Selain itu, anak-anak semaksimal mungkin di dorong untuk memiliki keterampilan khusus sesuai dengan keunikan dan bakat. Untuk mendukung hal tersebut pihak sekolah membuka kelas Tata Boga dan memberikan kesempatan anak untuk tampil dalam berbagai acara, seperti dalam perlombaan menggambar dan melukis yang lazim diikuti anak-anak disabilitas rungu.

“Begitu ada lomba, sekolah langsung kirim [murid]. Termasuk menari, anak rungu juga biasa tampil menari. Hasilnya kami publikasikan di media sosial. Untuk membangun kepercayaan diri anak,” kata Adella.

Ketua Komisi IV DPRD Provinsi Bengkulu, Dempo Exler mengatakan pemerintah memang masih belum maksimal dalam memberikan hak-hak bagi anak disabilitas, khususnya dalam mengakses pendidikan. Tidak hanya dari sarana dan prasarana, termasuk tenaga pengajar juga harus dimaksimalkan.

Menurutnya, idealnya, anak-anak disabilitas bisa dikelompokan sesuai keunikannya, bukan seperti praktik saat ini.

“SMK saja bisa dibuat khusus, kenapa untuk SLB tidak.

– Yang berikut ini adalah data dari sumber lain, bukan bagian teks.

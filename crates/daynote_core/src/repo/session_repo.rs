//! Session and flash-message repository contract and SQLite implementation.
//!
//! # Responsibility
//! - Persist anonymous/authenticated sessions keyed by an opaque random key.
//! - Hold the per-session flash queue until the next page render consumes it.
//!
//! # Invariants
//! - Expired sessions behave exactly like missing ones.
//! - `take_messages` returns messages in enqueue order and clears them in the
//!   same transaction.
//! - Rotating a session keeps its pending flash messages and sweeps every
//!   expired session in the same transaction.

use crate::context::{FlashLevel, FlashMessage};
use crate::model::user::UserId;
use crate::repo::{ensure_table, RepoError, RepoResult};
use log::debug;
use rusqlite::{params, Connection, OptionalExtension, TransactionBehavior};
use std::time::{Duration, SystemTime, UNIX_EPOCH};
use uuid::Uuid;

/// Persisted session row.
#[derive(Debug, Clone, PartialEq, Eq)]
pub struct SessionRecord {
    pub session_key: String,
    pub user_id: Option<UserId>,
    /// Unix epoch milliseconds after which the session is ignored.
    pub expire_at: i64,
}

/// Repository interface for sessions and their flash queues.
pub trait SessionRepository {
    /// Creates a fresh session with a new random key.
    fn create_session(&self, user_id: Option<UserId>, ttl: Duration) -> RepoResult<SessionRecord>;
    /// Loads a live session. Expired or unknown keys return `None`.
    fn load_session(&self, session_key: &str) -> RepoResult<Option<SessionRecord>>;
    /// Replaces `old_key` (if any) with a new session bound to `user_id`,
    /// carrying pending flash messages over. Expired sessions are purged.
    fn rotate_session(
        &mut self,
        old_key: Option<&str>,
        user_id: Option<UserId>,
        ttl: Duration,
    ) -> RepoResult<SessionRecord>;
    /// Deletes a session and its flash queue. Unknown keys are ignored.
    fn delete_session(&self, session_key: &str) -> RepoResult<()>;
    /// Appends messages to the session's flash queue.
    fn push_messages(&mut self, session_key: &str, messages: &[FlashMessage]) -> RepoResult<()>;
    /// Drains the session's flash queue.
    fn take_messages(&mut self, session_key: &str) -> RepoResult<Vec<FlashMessage>>;
    /// Removes expired sessions and returns how many were deleted.
    fn purge_expired(&self) -> RepoResult<usize>;
}

/// SQLite-backed session repository.
pub struct SqliteSessionRepository<'conn> {
    conn: &'conn mut Connection,
}

impl<'conn> SqliteSessionRepository<'conn> {
    /// Constructs a repository from a migrated/ready connection.
    pub fn try_new(conn: &'conn mut Connection) -> RepoResult<Self> {
        ensure_table(conn, "sessions", &["session_key", "user_id", "expire_at"])?;
        ensure_table(
            conn,
            "flash_messages",
            &["id", "session_key", "level", "message"],
        )?;
        Ok(Self { conn })
    }
}

impl SessionRepository for SqliteSessionRepository<'_> {
    fn create_session(&self, user_id: Option<UserId>, ttl: Duration) -> RepoResult<SessionRecord> {
        insert_session(&*self.conn, user_id, ttl)
    }

    fn load_session(&self, session_key: &str) -> RepoResult<Option<SessionRecord>> {
        let record = self
            .conn
            .query_row(
                "SELECT session_key, user_id, expire_at
                 FROM sessions
                 WHERE session_key = ?1
                   AND expire_at > ?2;",
                params![session_key, now_epoch_ms()],
                |row| {
                    Ok(SessionRecord {
                        session_key: row.get(0)?,
                        user_id: row.get(1)?,
                        expire_at: row.get(2)?,
                    })
                },
            )
            .optional()?;
        Ok(record)
    }

    fn rotate_session(
        &mut self,
        old_key: Option<&str>,
        user_id: Option<UserId>,
        ttl: Duration,
    ) -> RepoResult<SessionRecord> {
        let tx = self
            .conn
            .transaction_with_behavior(TransactionBehavior::Immediate)?;
        let record = insert_session(&tx, user_id, ttl)?;
        if let Some(old_key) = old_key {
            tx.execute(
                "UPDATE flash_messages SET session_key = ?2 WHERE session_key = ?1;",
                params![old_key, record.session_key.as_str()],
            )?;
            tx.execute("DELETE FROM sessions WHERE session_key = ?1;", [old_key])?;
        }
        let purged = delete_expired(&tx)?;
        tx.commit()?;
        if purged > 0 {
            debug!("event=session_purge module=session status=ok removed={purged} trigger=rotate");
        }
        Ok(record)
    }

    fn delete_session(&self, session_key: &str) -> RepoResult<()> {
        self.conn
            .execute("DELETE FROM sessions WHERE session_key = ?1;", [session_key])?;
        Ok(())
    }

    fn push_messages(&mut self, session_key: &str, messages: &[FlashMessage]) -> RepoResult<()> {
        if messages.is_empty() {
            return Ok(());
        }

        let tx = self
            .conn
            .transaction_with_behavior(TransactionBehavior::Immediate)?;
        for message in messages {
            tx.execute(
                "INSERT INTO flash_messages (session_key, level, message)
                 VALUES (?1, ?2, ?3);",
                params![session_key, message.level.as_str(), message.text.as_str()],
            )?;
        }
        tx.commit()?;
        Ok(())
    }

    fn take_messages(&mut self, session_key: &str) -> RepoResult<Vec<FlashMessage>> {
        let tx = self
            .conn
            .transaction_with_behavior(TransactionBehavior::Immediate)?;
        let mut messages = Vec::new();
        {
            let mut stmt = tx.prepare(
                "SELECT level, message
                 FROM flash_messages
                 WHERE session_key = ?1
                 ORDER BY id ASC;",
            )?;
            let mut rows = stmt.query([session_key])?;
            while let Some(row) = rows.next()? {
                let level_text: String = row.get(0)?;
                let level = FlashLevel::parse(&level_text).ok_or_else(|| {
                    RepoError::InvalidData(format!(
                        "invalid flash level `{level_text}` in flash_messages.level"
                    ))
                })?;
                messages.push(FlashMessage {
                    level,
                    text: row.get(1)?,
                });
            }
        }
        tx.execute(
            "DELETE FROM flash_messages WHERE session_key = ?1;",
            [session_key],
        )?;
        tx.commit()?;
        Ok(messages)
    }

    fn purge_expired(&self) -> RepoResult<usize> {
        delete_expired(&*self.conn)
    }
}

fn delete_expired(conn: &Connection) -> RepoResult<usize> {
    let removed = conn.execute(
        "DELETE FROM sessions WHERE expire_at <= ?1;",
        [now_epoch_ms()],
    )?;
    Ok(removed)
}

fn insert_session(
    conn: &Connection,
    user_id: Option<UserId>,
    ttl: Duration,
) -> RepoResult<SessionRecord> {
    let ttl_ms = i64::try_from(ttl.as_millis()).unwrap_or(i64::MAX);
    let record = SessionRecord {
        session_key: Uuid::new_v4().simple().to_string(),
        user_id,
        expire_at: now_epoch_ms().saturating_add(ttl_ms),
    };
    conn.execute(
        "INSERT INTO sessions (session_key, user_id, expire_at) VALUES (?1, ?2, ?3);",
        params![record.session_key.as_str(), record.user_id, record.expire_at],
    )?;
    Ok(record)
}

fn now_epoch_ms() -> i64 {
    SystemTime::now()
        .duration_since(UNIX_EPOCH)
        .map(|elapsed| i64::try_from(elapsed.as_millis()).unwrap_or(i64::MAX))
        .unwrap_or_default()
}
//! Password hashing seam with an Argon2 implementation.
//!
//! # Invariants
//! - Hashes are PHC strings carrying their own salt and parameters.
//! - Verification of a malformed stored hash is an error, not a mismatch.

use argon2::password_hash::{PasswordHash, PasswordHasher as _, PasswordVerifier, SaltString};
use argon2::Argon2;
use rand::RngCore;
use std::error::Error;
use std::fmt::{Display, Formatter};

const SALT_LEN: usize = 16;

/// Password hashing failure.
#[derive(Debug, Clone, PartialEq, Eq)]
pub enum PasswordError {
    Hash(String),
    MalformedHash(String),
}

impl Display for PasswordError {
    fn fmt(&self, f: &mut Formatter<'_>) -> std::fmt::Result {
        match self {
            Self::Hash(details) => write!(f, "password hashing failed: {details}"),
            Self::MalformedHash(details) => write!(f, "stored password hash is malformed: {details}"),
        }
    }
}

impl Error for PasswordError {}

/// Hashes and verifies account passwords.
pub trait PasswordHasher {
    fn hash(&self, password: &str) -> Result<String, PasswordError>;
    fn verify(&self, password: &str, hash: &str) -> Result<bool, PasswordError>;
}

/// Argon2id hasher with the crate's default parameters.
#[derive(Debug, Clone, Copy, Default)]
pub struct Argon2Hasher;

impl PasswordHasher for Argon2Hasher {
    fn hash(&self, password: &str) -> Result<String, PasswordError> {
        let mut salt_bytes = [0u8; SALT_LEN];
        rand::thread_rng().fill_bytes(&mut salt_bytes);
        let salt =
            SaltString::encode_b64(&salt_bytes).map_err(|err| PasswordError::Hash(err.to_string()))?;

        Argon2::default()
            .hash_password(password.as_bytes(), &salt)
            .map(|hash| hash.to_string())
            .map_err(|err| PasswordError::Hash(err.to_string()))
    }

    fn verify(&self, password: &str, hash: &str) -> Result<bool, PasswordError> {
        let parsed =
            PasswordHash::new(hash).map_err(|err| PasswordError::MalformedHash(err.to_string()))?;
        Ok(Argon2::default()
            .verify_password(password.as_bytes(), &parsed)
            .is_ok())
    }
}
//! Core use-case controllers.
//!
//! # Responsibility
//! - Orchestrate repository calls into request-level operations.
//! - Keep the HTTP layer decoupled from storage details.

pub mod auth_service;
pub mod todo_workflow;
/// SPIR-V id scanner
///
/// spirq reports resolved variables but neither the result ids behind them nor
/// the order they were declared in. This scanner walks the module once with
/// spirq's own instruction reader and records just that: entry-point
/// interfaces, binding decorations, the pointer/array/struct type graph and
/// module-scope variables.
///
/// The walk also rejects modules spirq's reader cannot take: a short or
/// foreign header, opcodes outside the SPIR-V grammar, and a last instruction
/// running past the end of the words.

use galaxy_3d_reflection::galaxy3d::Result;
use galaxy_3d_reflection::{engine_bail, engine_err};
use rustc_hash::FxHashMap;
use spirq::error::anyhow;
use spirq::parse::{Instr, Instrs};
use spirq::spirv::{Decoration, ExecutionModel, Op, StorageClass};

const SOURCE: &str = "galaxy3d::spirq";

const MAGIC_NUMBER: u32 = 0x0723_0203;
const HEADER_WORDS: usize = 5;

/// Pointer/array chains longer than this are treated as malformed
const MAX_TYPE_DEPTH: usize = 32;

// ===== MODULE RECORDS =====

/// `OpEntryPoint` record
#[derive(Debug, Clone, PartialEq, Eq)]
pub struct SpirvEntryPoint {
    pub execution_model: ExecutionModel,
    pub function_id: u32,
    pub name: String,
    /// Interface variable ids
    pub interface: Vec<u32>,
}

/// Module-scope `OpVariable`
#[derive(Debug, Clone, Copy, PartialEq, Eq)]
pub struct SpirvVariable {
    pub id: u32,
    /// Pointer type of the variable
    pub pointer_type_id: u32,
    pub storage_class: StorageClass,
}

/// What a variable holds once pointers and arrays are stripped
#[derive(Debug, Clone, Copy, PartialEq, Eq)]
pub enum TypeCategory {
    /// Image or sampled image
    Image,
    Sampler,
    AccelerationStructure,
    Struct,
    Other,
}

#[derive(Debug, Clone, Default)]
struct Decorations {
    set: Option<u32>,
    binding: Option<u32>,
    location: Option<u32>,
    component: Option<u32>,
}

#[derive(Debug, Clone)]
enum TypeDecl {
    Image,
    Sampler,
    AccelerationStructure,
    Array { element: u32 },
    Pointer { pointee: u32 },
    Struct { members: Vec<u32> },
}

// ===== SPIRV MODULE =====

/// Ids and declaration order of a SPIR-V module
#[derive(Debug, Clone, Default)]
pub struct SpirvModule {
    entry_points: Vec<SpirvEntryPoint>,
    names: FxHashMap<u32, String>,
    decorations: FxHashMap<u32, Decorations>,
    types: FxHashMap<u32, TypeDecl>,
    variables: Vec<SpirvVariable>,
}

impl SpirvModule {
    /// Scan a module
    ///
    /// # Errors
    ///
    /// `ReflectorError` when the header is short or carries the wrong magic
    /// number, or when an instruction is malformed.
    pub fn parse(words: &[u32]) -> Result<Self> {
        if words.len() < HEADER_WORDS {
            engine_bail!(
                SOURCE,
                "SPIR-V module is {} words long, shorter than its header",
                words.len()
            );
        }
        if words[0] != MAGIC_NUMBER {
            engine_bail!(SOURCE, "Invalid SPIR-V magic number: {:#010x}", words[0]);
        }

        let body = &words[HEADER_WORDS..];
        let mut instrs = Instrs::new(body)
            .map_err(|e| engine_err!(SOURCE, "Malformed SPIR-V module at word {}: {}", HEADER_WORDS, e))?;

        let mut module = SpirvModule::default();
        let mut consumed = 0;
        let mut in_function = false;

        loop {
            let at = HEADER_WORDS + consumed;
            let instr = match instrs.next() {
                Ok(Some(instr)) => instr,
                Ok(None) => break,
                Err(e) => engine_bail!(SOURCE, "Malformed SPIR-V module after word {}: {}", at, e),
            };
            let op = match Op::from_u32(instr.opcode()) {
                Some(op) => op,
                None => engine_bail!(SOURCE, "Unknown opcode {} at word {}", instr.opcode(), at),
            };
            consumed += instr.word_count();

            match op {
                Op::Function => in_function = true,
                Op::FunctionEnd => in_function = false,
                // Function-local variables are never bindable
                Op::Variable if in_function => {}
                _ => module
                    .visit(op, instr)
                    .map_err(|e| engine_err!(SOURCE, "Malformed {:?} at word {}: {}", op, at, e))?,
            }
        }

        // The reader stops quietly on a last instruction longer than the module
        if consumed != body.len() {
            engine_bail!(
                SOURCE,
                "Instruction at word {} runs past the end of the module",
                HEADER_WORDS + consumed
            );
        }

        Ok(module)
    }

    fn visit(&mut self, op: Op, instr: &Instr) -> spirq::error::Result<()> {
        let mut operands = instr.operands();
        match op {
            Op::EntryPoint => {
                let model = operands.read_u32()?;
                let execution_model = ExecutionModel::from_u32(model)
                    .ok_or_else(|| anyhow!("unknown execution model {}", model))?;
                let function_id = operands.read_id()?;
                let name = operands.read_str()?.to_string();
                let interface = operands.read_list()?.to_vec();
                self.entry_points.push(SpirvEntryPoint {
                    execution_model,
                    function_id,
                    name,
                    interface,
                });
            }
            Op::Name => {
                let target = operands.read_id()?;
                let name = operands.read_str()?;
                self.names.insert(target, name.to_string());
            }
            Op::Decorate => {
                let target = operands.read_id()?;
                let decoration = operands.read_u32()?;
                let slot = match Decoration::from_u32(decoration) {
                    Some(Decoration::DescriptorSet) => &mut self.decorations.entry(target).or_default().set,
                    Some(Decoration::Binding) => &mut self.decorations.entry(target).or_default().binding,
                    Some(Decoration::Location) => &mut self.decorations.entry(target).or_default().location,
                    Some(Decoration::Component) => &mut self.decorations.entry(target).or_default().component,
                    _ => return Ok(()),
                };
                *slot = Some(operands.read_u32()?);
            }
            Op::TypeImage | Op::TypeSampledImage => {
                self.types.insert(operands.read_id()?, TypeDecl::Image);
            }
            Op::TypeSampler => {
                self.types.insert(operands.read_id()?, TypeDecl::Sampler);
            }
            Op::TypeAccelerationStructureKHR => {
                self.types.insert(operands.read_id()?, TypeDecl::AccelerationStructure);
            }
            Op::TypeArray | Op::TypeRuntimeArray => {
                let id = operands.read_id()?;
                let element = operands.read_id()?;
                self.types.insert(id, TypeDecl::Array { element });
            }
            Op::TypePointer => {
                let id = operands.read_id()?;
                let _storage_class = operands.read_u32()?;
                let pointee = operands.read_id()?;
                self.types.insert(id, TypeDecl::Pointer { pointee });
            }
            Op::TypeStruct => {
                let id = operands.read_id()?;
                let members = operands.read_list()?.to_vec();
                self.types.insert(id, TypeDecl::Struct { members });
            }
            Op::Variable => {
                let pointer_type_id = operands.read_id()?;
                let id = operands.read_id()?;
                let class = operands.read_u32()?;
                let storage_class = StorageClass::from_u32(class)
                    .ok_or_else(|| anyhow!("unknown storage class {}", class))?;
                self.variables.push(SpirvVariable {
                    id,
                    pointer_type_id,
                    storage_class,
                });
            }
            _ => {}
        }
        Ok(())
    }

    // ===== QUERIES =====

    /// Entry points in declaration order
    pub fn entry_points(&self) -> &[SpirvEntryPoint] {
        &self.entry_points
    }

    pub fn entry_point(&self, name: &str) -> Option<&SpirvEntryPoint> {
        self.entry_points.iter().find(|entry| entry.name == name)
    }

    /// Module-scope variables in declaration order
    pub fn variables(&self) -> &[SpirvVariable] {
        &self.variables
    }

    /// Position of a variable in declaration order
    pub fn variable_index(&self, id: u32) -> Option<usize> {
        self.variables.iter().position(|variable| variable.id == id)
    }

    /// Descriptor variable bound at `set`/`binding`
    ///
    /// Separate images and samplers may share a slot; the one holding
    /// `category` wins, then the first declared. Missing decorations read as 0.
    pub fn descriptor_variable(&self, set: u32, binding: u32, category: TypeCategory) -> Option<&SpirvVariable> {
        let candidates: Vec<&SpirvVariable> = self
            .variables
            .iter()
            .filter(|variable| {
                matches!(
                    variable.storage_class,
                    StorageClass::UniformConstant | StorageClass::Uniform | StorageClass::StorageBuffer
                )
            })
            .filter(|variable| {
                let decorations = self.decorations.get(&variable.id);
                let slot = decorations.map_or((0, 0), |d| (d.set.unwrap_or(0), d.binding.unwrap_or(0)));
                slot == (set, binding)
            })
            .collect();

        candidates
            .iter()
            .find(|variable| self.type_category(variable.pointer_type_id) == category)
            .or_else(|| candidates.first())
            .copied()
    }

    /// Stage input or output of `entry` at `location`/`component`
    ///
    /// When `name` is given, a differently named candidate does not match.
    pub fn interface_variable(
        &self,
        entry: &SpirvEntryPoint,
        storage_class: StorageClass,
        location: u32,
        component: u32,
        name: Option<&str>,
    ) -> Option<&SpirvVariable> {
        self.variables.iter().find(|variable| {
            if variable.storage_class != storage_class || !entry.interface.contains(&variable.id) {
                return false;
            }
            let decorations = self.decorations.get(&variable.id);
            let at = decorations.map_or((None, 0), |d| (d.location, d.component.unwrap_or(0)));
            let same_name = match (name, self.name(variable.id)) {
                (Some(wanted), Some(declared)) => wanted == declared,
                _ => true,
            };
            at == (Some(location), component) && same_name
        })
    }

    /// Push-constant variable of `entry`
    ///
    /// The variable named `name` wins, then the one whose block type is named
    /// `block_name`. Unnamed blocks fall back to the first one `entry` lists
    /// among its interface ids (SPIR-V 1.4 and later), then to the first
    /// declared.
    pub fn push_constant_variable(
        &self,
        entry: &SpirvEntryPoint,
        name: Option<&str>,
        block_name: Option<&str>,
    ) -> Option<&SpirvVariable> {
        let blocks = self
            .variables
            .iter()
            .filter(|variable| variable.storage_class == StorageClass::PushConstant);

        let by_name = name.and_then(|name| {
            blocks.clone().find(|variable| self.name(variable.id) == Some(name))
        });
        let by_block = || {
            block_name.and_then(|block_name| {
                blocks.clone().find(|variable| {
                    self.name(self.base_type_id(variable.pointer_type_id)) == Some(block_name)
                })
            })
        };
        let listed = || blocks.clone().find(|variable| entry.interface.contains(&variable.id));

        by_name
            .or_else(by_block)
            .or_else(listed)
            .or_else(|| blocks.clone().next())
    }

    /// `OpName` of an id
    pub fn name(&self, id: u32) -> Option<&str> {
        self.names.get(&id).map(String::as_str)
    }

    /// Pointee of a pointer type, `type_id` itself otherwise
    pub fn pointee_type_id(&self, type_id: u32) -> u32 {
        match self.types.get(&type_id) {
            Some(TypeDecl::Pointer { pointee }) => *pointee,
            _ => type_id,
        }
    }

    /// Strip pointers and arrays down to the element type
    pub fn base_type_id(&self, type_id: u32) -> u32 {
        let mut current = type_id;
        for _ in 0..MAX_TYPE_DEPTH {
            match self.types.get(&current) {
                Some(TypeDecl::Pointer { pointee }) => current = *pointee,
                Some(TypeDecl::Array { element }) => current = *element,
                _ => return current,
            }
        }
        current
    }

    /// Member type ids of a struct, empty for anything else
    pub fn struct_members(&self, type_id: u32) -> &[u32] {
        match self.types.get(&type_id) {
            Some(TypeDecl::Struct { members }) => members,
            _ => &[],
        }
    }

    /// Category of a type once pointers and arrays are stripped
    pub fn type_category(&self, type_id: u32) -> TypeCategory {
        match self.types.get(&self.base_type_id(type_id)) {
            Some(TypeDecl::Image) => TypeCategory::Image,
            Some(TypeDecl::Sampler) => TypeCategory::Sampler,
            Some(TypeDecl::AccelerationStructure) => TypeCategory::AccelerationStructure,
            Some(TypeDecl::Struct { .. }) => TypeCategory::Struct,
            _ => TypeCategory::Other,
        }
    }
}

#[cfg(test)]
#[path = "spirv_module_tests.rs"]
mod tests;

Termasuk di sekolah regular, sudah seharusnya satu sekolah disiapkan satu tenaga pengajar khusus PLB,” katanya singkat.

Sekolah Umum Inklusi Juga Belum Maksimal

Selain SLB, sistem pendidikan untuk anak-anak disabilitas sebenarnya juga dapat dilakukan dengan mengembangkan sistem pendidikan inklusi,  dimana sekolah umum didorong untuk dapat menerima anak dengan disabilitas.

Sekolah inklusi idealnya memungkinkan anak berkebutuhan khusus belajar bersama dengan anak non disabilitas. Termasuk diperlakukan selayaknya anak non disabilitas. Hal tersebut menunjukkan dampak positif sekolah inklusi terhadap anak dengan disabilitas dari segi psikologis

Berdasarkan Keputusan Mendikbud No. 0491/U/1992, layanan pendidikan dalam pendidikan inklusif harus memperhatikan kebutuhan dan kemampuan siswa, satu sekolah untuk semua, tempat, pembelajaran didasarkan pada hasil assessment dan tersedianya aksesbilitas yang sesuai dengan kebutuhan siswa, sehingga siswa merasa aman dan nyaman.

“Dengan bahasa yang sederhana, pendidikan inklusif menginginkan siswa berkebutuhan khusus belajar bersama dengan anak non disabilitas dalam satu kelas. Dalam proses belajar mengajar, anak berkebutuhan khusus dibantu oleh shadow atau guru pendamping,” kata Irna.

Berdasarkan SK Kepala Dinas Pendidikan Provinsi Bengkulu No 814/2410-439/Dikprov tanggal 9 November 2015, ada 24 sekolah inklusif di Bengkulu.  (lihat tabel 2)

Dari pengalaman pendampingan yang dilakukan MMI, lanjut Irna, ada perbedaan kualitas antara anak disabilitas yang bersekolah di SLB dengan sekolah inklusi.

Secara mental dan sosial kesiapan anak di disabilitas di sekolah inklusi untuk berada di tengah masyarakat lebih kuat. Ini lantaran anak-anak terbiasa melihat dan menerima perbedaan yang dimiliki semua orang di sekolah inklusi.

“Jika ada anak disabilitas yang berprestasi di sekolah umum tidak akan dilihat keterbatasannya tetapi memang dilihat kemampuan yang mereka miliki,” kata Irna.

Tantangan Menambah Guru

Kepala Diknas Provinsi Bengkulu, Eri Yulian mengatakan pihaknya terus berkomitmen untuk memberikan akses pendidikan yang baik bagi penyandang disabilitas, termasuk menambah jumlah pendidik dengan Pendidikan dasar PLB.

Di setiap kesempatan, pemerintah melalui diknas juga mengupayakan pengguliran bantuan untuk mendukung pendidikan inklusi.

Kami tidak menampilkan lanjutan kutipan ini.